##### Source records #####

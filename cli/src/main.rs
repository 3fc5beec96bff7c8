mod chat;
mod cli;
mod nearby;

use std::path::Path;
use std::process::ExitCode;

use anyhow::{anyhow, Context};
use beacon_core::{
    load_app_config, parse_incident_records, AppConfig, HttpIncidentSource, Incident,
    IncidentSource,
};
use clap::Parser;

fn main() -> ExitCode {
    let args = cli::Cli::parse();

    let data_dir = args.data_dir.to_string_lossy().into_owned();
    beacon_core::init_logging(&data_dir);
    let config = load_app_config(&data_dir);

    let res = match args.cmd {
        cli::Cmd::Nearby(n) => nearby::nearby(&config, args.json, n),
        cli::Cmd::Chat(c) => chat::chat(&data_dir, &config, args.json, c),
    };

    match res {
        Ok(()) => ExitCode::SUCCESS,
        Err(e) => cli::render_err(args.json, e),
    }
}

/// File first, then an explicit URL, then the configured endpoint.
pub(crate) fn load_incidents(
    config: &AppConfig,
    input: &cli::IncidentInput,
) -> anyhow::Result<Vec<Incident>> {
    if let Some(path) = input.incidents_file.as_deref() {
        return read_incidents_file(path);
    }
    let url = input
        .incidents_url
        .as_deref()
        .or(config.incidents_url())
        .ok_or_else(|| anyhow!("no incident source: pass --incidents-file or --incidents-url"))?;
    if !config.network_enabled() {
        return Err(anyhow!("network disabled by config; use --incidents-file"));
    }

    let rt = tokio::runtime::Builder::new_current_thread()
        .enable_all()
        .build()
        .context("build runtime")?;
    let source = HttpIncidentSource::new(url);
    rt.block_on(source.fetch_active_incidents())
        .with_context(|| format!("fetch incidents from {url}"))
}

fn read_incidents_file(path: &Path) -> anyhow::Result<Vec<Incident>> {
    let raw = std::fs::read(path).with_context(|| format!("read {}", path.display()))?;
    parse_incident_records(&raw).with_context(|| format!("parse {}", path.display()))
}
use std::fs::OpenOptions;
use std::path::Path;
use std::sync::{Mutex, Once};

use tracing_subscriber::EnvFilter;

pub const LOG_FILE_NAME: &str = "beacon.log";

static INIT: Once = Once::new();

fn env_filter() -> EnvFilter {
    EnvFilter::try_from_default_env().unwrap_or_else(|_| "info".into())
}

/// Installs the global subscriber once per process. Logs go to
/// `<data_dir>/beacon.log`, or stderr when the file can't be opened.
/// Never panics; a subscriber installed by someone else is left alone.
pub fn init_logging(data_dir: &str) {
    INIT.call_once(|| {
        let dir = Path::new(data_dir);
        let file = std::fs::create_dir_all(dir).and_then(|_| {
            OpenOptions::new()
                .create(true)
                .append(true)
                .open(dir.join(LOG_FILE_NAME))
        });

        let installed = match file {
            Ok(file) => tracing_subscriber::fmt()
                .with_env_filter(env_filter())
                .with_ansi(false)
                .with_writer(Mutex::new(file))
                .try_init(),
            Err(e) => {
                eprintln!("[beacon] log file unavailable ({e}); logging to stderr");
                tracing_subscriber::fmt()
                    .with_env_filter(env_filter())
                    .with_writer(std::io::stderr)
                    .try_init()
            }
        };
        if installed.is_err() {
            tracing::debug!("tracing subscriber already installed");
        }
    });
}
use std::path::PathBuf;

use clap::{Args, Parser, Subcommand};

#[derive(Debug, Parser)]
#[command(name = "beacon", version, about = "Nearby incidents and per-incident chat rooms")]
pub struct Cli {
    /// Directory for logs and `beacon_config.json`.
    #[arg(long, global = true, env = "BEACON_DATA_DIR", default_value = ".beacon")]
    pub data_dir: PathBuf,

    /// Machine-readable output.
    #[arg(long, global = true)]
    pub json: bool,

    #[command(subcommand)]
    pub cmd: Cmd,
}

#[derive(Debug, Subcommand)]
pub enum Cmd {
    /// List incidents within the radius of a location.
    Nearby(NearbyArgs),
    /// Join an incident's room, post messages and print the feed.
    Chat(ChatArgs),
}

#[derive(Debug, Args)]
pub struct IncidentInput {
    /// JSON array of report records.
    #[arg(long, conflicts_with = "incidents_url")]
    pub incidents_file: Option<PathBuf>,

    /// Reports endpoint (falls back to the config file when omitted).
    #[arg(long)]
    pub incidents_url: Option<String>,
}

#[derive(Debug, Args)]
pub struct NearbyArgs {
    #[command(flatten)]
    pub input: IncidentInput,

    #[arg(long, allow_hyphen_values = true)]
    pub lat: f64,

    #[arg(long, allow_hyphen_values = true)]
    pub lon: f64,

    /// Defaults to the configured radius.
    #[arg(long)]
    pub radius_km: Option<f64>,
}

#[derive(Debug, Args)]
pub struct ChatArgs {
    #[command(flatten)]
    pub input: IncidentInput,

    /// Incident whose room to join.
    #[arg(long)]
    pub room: String,

    /// Author key (an email in practice).
    #[arg(long, env = "BEACON_AUTHOR_KEY")]
    pub author: String,

    #[arg(long, env = "BEACON_DISPLAY_NAME", default_value = "")]
    pub name: String,

    /// Message to post; repeatable.
    #[arg(long = "message", short = 'm')]
    pub messages: Vec<String>,

    #[arg(long, default_value_t = 10)]
    pub timeout_secs: u64,
}

pub fn render_err(json: bool, err: anyhow::Error) -> std::process::ExitCode {
    if json {
        let body = serde_json::json!({ "ok": false, "error": format!("{err:#}") });
        println!("{body}");
    } else {
        eprintln!("error: {err:#}");
    }
    std::process::ExitCode::FAILURE
}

#####

Return exactly what appears above, from the first line of the entries to the line with "use tracing_subscriber::EnvFilter;", inclusive.

filename cli/src/main.rs
repository 3fc5beec96bff7c8
mod chat;
mod cli;
mod nearby;

use std::path::Path;
use std::process::ExitCode;

use anyhow::{anyhow, Context};
use beacon_core::{
    load_app_config, parse_incident_records, AppConfig, HttpIncidentSource, Incident,
    IncidentSource,
};
use clap::Parser;

fn main() -> ExitCode {
    let args = cli::Cli::parse();

    let data_dir = args.data_dir.to_string_lossy().into_owned();
    beacon_core::init_logging(&data_dir);
    let config = load_app_config(&data_dir);

    let res = match args.cmd {
        cli::Cmd::Nearby(n) => nearby::nearby(&config, args.json, n),
        cli::Cmd::Chat(c) => chat::chat(&data_dir, &config, args.json, c),
    };

    match res {
        Ok(()) => ExitCode::SUCCESS,
        Err(e) => cli::render_err(args.json, e),
    }
}

/// File first, then an explicit URL, then the configured endpoint.
pub(crate) fn load_incidents(
    config: &AppConfig,
    input: &cli::IncidentInput,
) -> anyhow::Result<Vec<Incident>> {
    if let Some(path) = input.incidents_file.as_deref() {
        return read_incidents_file(path);
    }
    let url = input
        .incidents_url
        .as_deref()
        .or(config.incidents_url())
        .ok_or_else(|| anyhow!("no incident source: pass --incidents-file or --incidents-url"))?;
    if !config.network_enabled() {
        return Err(anyhow!("network disabled by config; use --incidents-file"));
    }

    let rt = tokio::runtime::Builder::new_current_thread()
        .enable_all()
        .build()
        .context("build runtime")?;
    let source = HttpIncidentSource::new(url);
    rt.block_on(source.fetch_active_incidents())
        .with_context(|| format!("fetch incidents from {url}"))
}

fn read_incidents_file(path: &Path) -> anyhow::Result<Vec<Incident>> {
    let raw = std::fs::read(path).with_context(|| format!("read {}", path.display()))?;
    parse_incident_records(&raw).with_context(|| format!("parse {}", path.display()))
}
use std::fs::OpenOptions;
use std::path::Path;
use std::sync::{Mutex, Once};

use tracing_subscriber::EnvFilter;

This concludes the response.